Researchers of the AI initiative OpenAI have one Robotic arm developedwho can handle various fine motor tasks. A first success: The machine has a Rubik's Cube – also called magic cube – solved with one hand and independently. The basis is a machine learning program based on the principle of Reinforcement Learning. This controls fingers and joints of the hand.
In order to achieve this, the researchers faced a challenge: how can software virtually practice parallel solution approaches? For this purpose, a virtual environment was programmed that simulates physical laws of physics. There, a model of the robot hand and its sensors is used. Such environments can then run in parallel thousands of times. The program learns so much faster, how to deal with the magic cube.

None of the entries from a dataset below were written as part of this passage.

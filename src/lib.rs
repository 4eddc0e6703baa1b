use std::path::PathBuf;

pub mod cli;
pub mod commands;
pub mod config;
pub mod core;
pub mod error;
pub mod logging;
pub mod storage;

pub use config::AppConfig;
pub use core::{SyncEngine, UpdateReport};
pub use error::{Result, SyncError};

/// 应用状态，在各个命令之间共享
#[derive(Debug, Clone)]
pub struct AppState {
    pub config: AppConfig,
    /// 全局配置和日志所在目录
    pub config_dir: PathBuf,
    pub cwd: PathBuf,
}

impl AppState {
    pub fn new(config_dir: Option<PathBuf>) -> Result<Self> {
        // 获取默认应用配置目录
        let config_dir = config_dir.unwrap_or_else(|| {
            dirs::config_dir()
                .map(|p| p.join("s3sync"))
                .unwrap_or_else(|| PathBuf::from(".s3sync-config"))
        });
        std::fs::create_dir_all(&config_dir)?;

        let cwd = std::env::current_dir()?;
        let config = AppConfig::load(&config_dir, &cwd)?;
        if let Some(root) = &config.project_root {
            tracing::debug!("项目根目录: {:?}", root);
        }

        Ok(Self {
            config,
            config_dir,
            cwd,
        })
    }

    pub fn global_config_path(&self) -> PathBuf {
        self.config_dir.join(config::CONFIG_GLOBAL_NAME)
    }

    /// 项目配置文件路径，不在项目中时为 None
    pub fn project_config_path(&self) -> Option<PathBuf> {
        self.config
            .project_root
            .as_ref()
            .map(|root| root.join(config::CONFIG_LOCAL_NAME))
    }
}

pub mod dirs {
    use std::path::PathBuf;

    pub fn config_dir() -> Option<PathBuf> {
        if cfg!(target_os = "windows") {
            std::env::var("APPDATA").ok().map(PathBuf::from)
        } else if cfg!(target_os = "macos") {
            std::env::var("HOME")
                .ok()
                .map(|h| PathBuf::from(h).join("Library").join("Application Support"))
        } else {
            // Linux
            std::env::var("HOME")
                .ok()
                .map(|h| PathBuf::from(h).join(".config"))
        }
    }
}
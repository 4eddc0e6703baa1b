use super::file_state::{file_hash, FileState, ModeSet};
use super::scanner::LocalEntry;
use crate::error::Result;
use crate::storage::ObjectInfo;
use chrono::{DateTime, Duration, Utc};
use serde::Serialize;
use std::collections::BTreeMap;
use std::path::PathBuf;
use tracing::{debug, warn};

/// 强制的同步方向，忽略修改时间
#[derive(Debug, Clone, Copy, PartialEq, Eq)]
pub enum Direction {
    Upload,
    Download,
}

/// 单个 key 的对比结果
#[derive(Debug, Clone, PartialEq, Serialize)]
pub struct FileRecord {
    pub state: FileState,
    /// 远程对象名；仅本地存在时为本地相对路径
    pub name: String,
    pub size: Option<u64>,
    pub local_size: Option<u64>,
    pub modified: Option<DateTime<Utc>>,
    pub local_modified: Option<DateTime<Utc>>,
    pub md5: Option<String>,
    pub local_md5: Option<String>,
    pub comment: Vec<String>,
    pub local_path: Option<PathBuf>,
    /// 改名后的本地名称
    #[serde(skip_serializing_if = "Option::is_none")]
    pub local_name: Option<String>,
    /// 远程对象的 key，仅本地存在时为空
    #[serde(skip_serializing_if = "Option::is_none")]
    pub remote: Option<String>,
}

impl FileRecord {
    pub fn from_remote(object: &ObjectInfo) -> Self {
        Self {
            state: FileState::RemoteOnly,
            name: object.name.clone(),
            size: Some(object.size),
            local_size: None,
            modified: object.last_modified,
            local_modified: None,
            md5: object.etag.clone(),
            local_md5: None,
            comment: Vec::new(),
            local_path: None,
            local_name: None,
            remote: Some(object.name.clone()),
        }
    }

    pub fn from_local(entry: &LocalEntry) -> Self {
        Self {
            state: FileState::LocalOnly,
            name: entry.key.clone(),
            size: None,
            local_size: Some(entry.size),
            modified: None,
            local_modified: Some(entry.modified),
            md5: None,
            local_md5: entry.md5.clone(),
            comment: Vec::new(),
            local_path: Some(entry.path.clone()),
            local_name: None,
            remote: None,
        }
    }

    /// 注释拼接为一行
    pub fn comment_line(&self) -> String {
        self.comment.join(", ")
    }
}

/// 比较配置
#[derive(Debug, Clone)]
pub struct CompareConfig {
    /// 结果中保留的状态
    pub modes: ModeSet,
    /// 大小相同时是否比较 md5
    pub use_checksum: bool,
    /// key 是否忽略大小写
    pub case_insensitive: bool,
    pub force: Option<Direction>,
    /// 加到远程修改时间上的修正
    pub remote_time_offset: Duration,
}

impl CompareConfig {
    pub fn new(modes: ModeSet) -> Self {
        Self {
            modes,
            use_checksum: true,
            case_insensitive: false,
            force: None,
            remote_time_offset: Duration::zero(),
        }
    }

    fn map_key(&self, name: &str) -> String {
        if self.case_insensitive {
            name.to_lowercase()
        } else {
            name.to_string()
        }
    }
}

/// 分片上传的 etag 形如 `<hash>-<parts>`，不是内容的 md5
fn content_md5(etag: Option<&str>) -> Option<&str> {
    etag.filter(|tag| !tag.is_empty() && !tag.contains('-'))
}

/// 文件比较器
pub struct FileComparator {
    config: CompareConfig,
}

impl FileComparator {
    pub fn with_config(config: CompareConfig) -> Self {
        Self { config }
    }

    /// 对比本地和远程清单，返回按 key 排序的结果
    pub fn compare_trees(
        &self,
        local: &[LocalEntry],
        remote: &[ObjectInfo],
    ) -> Result<BTreeMap<String, FileRecord>> {
        let mut records = BTreeMap::new();
        for object in remote {
            let key = self.config.map_key(&object.name);
            if records.insert(key, FileRecord::from_remote(object)).is_some() {
                warn!("远程对象 key 冲突，保留后者: {}", object.name);
            }
        }

        let keep_added = self.config.modes.contains(FileState::LocalOnly)
            || self.config.modes.contains(FileState::Renamed);

        for entry in local {
            let key = self.config.map_key(&entry.key);
            match records.get_mut(&key) {
                Some(record) if record.local_path.is_none() => {
                    self.compare_file(record, entry)?;
                }
                Some(_) => warn!("本地文件 key 冲突，跳过: {}", entry.key),
                None if keep_added => {
                    records.insert(key, FileRecord::from_local(entry));
                }
                None => {}
            }
        }

        if self.config.modes.contains(FileState::Renamed) {
            self.detect_renames(&mut records)?;
        }

        records.retain(|_, record| self.config.modes.contains(record.state));
        debug!("对比完成: {} 条差异", records.len());
        Ok(records)
    }

    /// 两端都存在的文件
    fn compare_file(&self, record: &mut FileRecord, entry: &LocalEntry) -> Result<()> {
        record.local_path = Some(entry.path.clone());
        record.local_size = Some(entry.size);
        record.local_modified = Some(entry.modified);

        let remote_size = record.size.unwrap_or(0);
        let mut equal = true;
        if entry.size != remote_size {
            equal = false;
            record
                .comment
                .push(format!("size: {}%", size_percent(entry.size, remote_size)));
        } else if self.config.use_checksum {
            let hash = entry.content_hash()?;
            match content_md5(record.md5.as_deref()) {
                Some(remote_hash) if remote_hash != hash => {
                    equal = false;
                    record.comment.push("md5: different".to_string());
                }
                Some(_) => {}
                None => debug!("远程 etag 不是内容 md5, 只比较大小: {}", record.name),
            }
            record.local_md5 = Some(hash);
        }

        if equal {
            record.state = FileState::Equal;
            record.comment.clear();
            return Ok(());
        }

        let remote_modified = record.modified.unwrap_or_default() + self.config.remote_time_offset;
        record.comment.push(format!(
            "modified: {}",
            format_delta(entry.modified - remote_modified)
        ));
        record.state = match self.config.force {
            Some(Direction::Upload) => FileState::LocalNewer,
            Some(Direction::Download) => FileState::RemoteNewer,
            None if entry.modified > remote_modified => FileState::LocalNewer,
            None => FileState::RemoteNewer,
        };
        Ok(())
    }

    /// 本地新增文件与远程独有对象按大小（和 md5）配对
    fn detect_renames(&self, records: &mut BTreeMap<String, FileRecord>) -> Result<()> {
        let added: Vec<String> = records
            .iter()
            .filter(|(_, r)| r.state == FileState::LocalOnly)
            .map(|(k, _)| k.clone())
            .collect();

        for key in added {
            let Some(mut local) = records.remove(&key) else {
                continue;
            };
            if self.config.use_checksum && local.local_md5.is_none() {
                if let Some(path) = &local.local_path {
                    local.local_md5 = Some(file_hash(path)?);
                }
            }

            let target = records
                .iter()
                .find(|(_, r)| {
                    r.state == FileState::RemoteOnly
                        && r.size == local.local_size
                        && (!self.config.use_checksum
                            || content_md5(r.md5.as_deref()).is_none()
                            || content_md5(r.md5.as_deref()) == local.local_md5.as_deref())
                })
                .map(|(k, _)| k.clone());

            match target.and_then(|t| records.get_mut(&t)) {
                Some(record) => {
                    debug!("检测到改名: {} -> {}", record.name, local.name);
                    record.state = FileState::Renamed;
                    record.local_path = local.local_path;
                    record.local_size = local.local_size;
                    record.local_modified = local.local_modified;
                    record.local_md5 = local.local_md5;
                    record.comment.push(format!("new: {}", key));
                    record.local_name = Some(local.name);
                }
                None => {
                    records.insert(key, local);
                }
            }
        }
        Ok(())
    }

    /// 统计各状态的数量
    pub fn summarize(records: &BTreeMap<String, FileRecord>) -> DiffSummary {
        let mut summary = DiffSummary::default();
        for record in records.values() {
            *summary.counts.entry(record.state).or_insert(0) += 1;
            summary.upload_bytes += match record.state {
                FileState::LocalOnly | FileState::LocalNewer => record.local_size.unwrap_or(0),
                _ => 0,
            };
            summary.download_bytes += match record.state {
                FileState::RemoteOnly | FileState::RemoteNewer => record.size.unwrap_or(0),
                _ => 0,
            };
        }
        summary
    }
}

/// 差异统计
#[derive(Debug, Clone, Default, PartialEq)]
pub struct DiffSummary {
    pub counts: BTreeMap<FileState, usize>,
    pub upload_bytes: u64,
    pub download_bytes: u64,
}

impl DiffSummary {
    pub fn total(&self) -> usize {
        self.counts.values().sum()
    }

    pub fn count(&self, state: FileState) -> usize {
        self.counts.get(&state).copied().unwrap_or(0)
    }
}

/// 本地大小占远程大小的百分比，保留两位小数
pub fn size_percent(local: u64, remote: u64) -> f64 {
    if remote == 0 {
        return 0.0;
    }
    (local as f64 / remote as f64 * 10000.0).round() / 100.0
}

/// 时间差格式化为 `[-][N day(s), ]H:MM:SS`
pub fn format_delta(delta: Duration) -> String {
    let sign = if delta < Duration::zero() { "-" } else { "" };
    let total = delta.num_seconds().unsigned_abs();
    let days = total / 86400;
    let hours = total % 86400 / 3600;
    let minutes = total % 3600 / 60;
    let seconds = total % 60;

    let day_part = match days {
        0 => String::new(),
        1 => "1 day, ".to_string(),
        n => format!("{} days, ", n),
    };
    format!("{}{}{}:{:02}:{:02}", sign, day_part, hours, minutes, seconds)
}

The training environments are created by the Automatic Domain Randomization (ADR) algorithm. This generates continuously heavier and random scenarios from step to step, which the system has to master. A random parameter is about the size of the magic cube.
Success is not guaranteed
The researchers then transferred this model to the real world. There, they also ran the robotic arm under different conditions. In an attempt he has two fingers tied together, sometimes he has a rubber glove on, sometimes the magic cube is touched by external influences. The goal is to make the arm as resistant to external impact as possible. In a future practical use in the real world, that would be essential.
The Rubik's Cube still does not solve the arm completely reliably. Twenty percent of all time-limited attempts lead to success when the colors of the cube are mixed for the worst case and 26 turns are necessary. In an average scenario, the robot manages 60 percent of all attempts with success.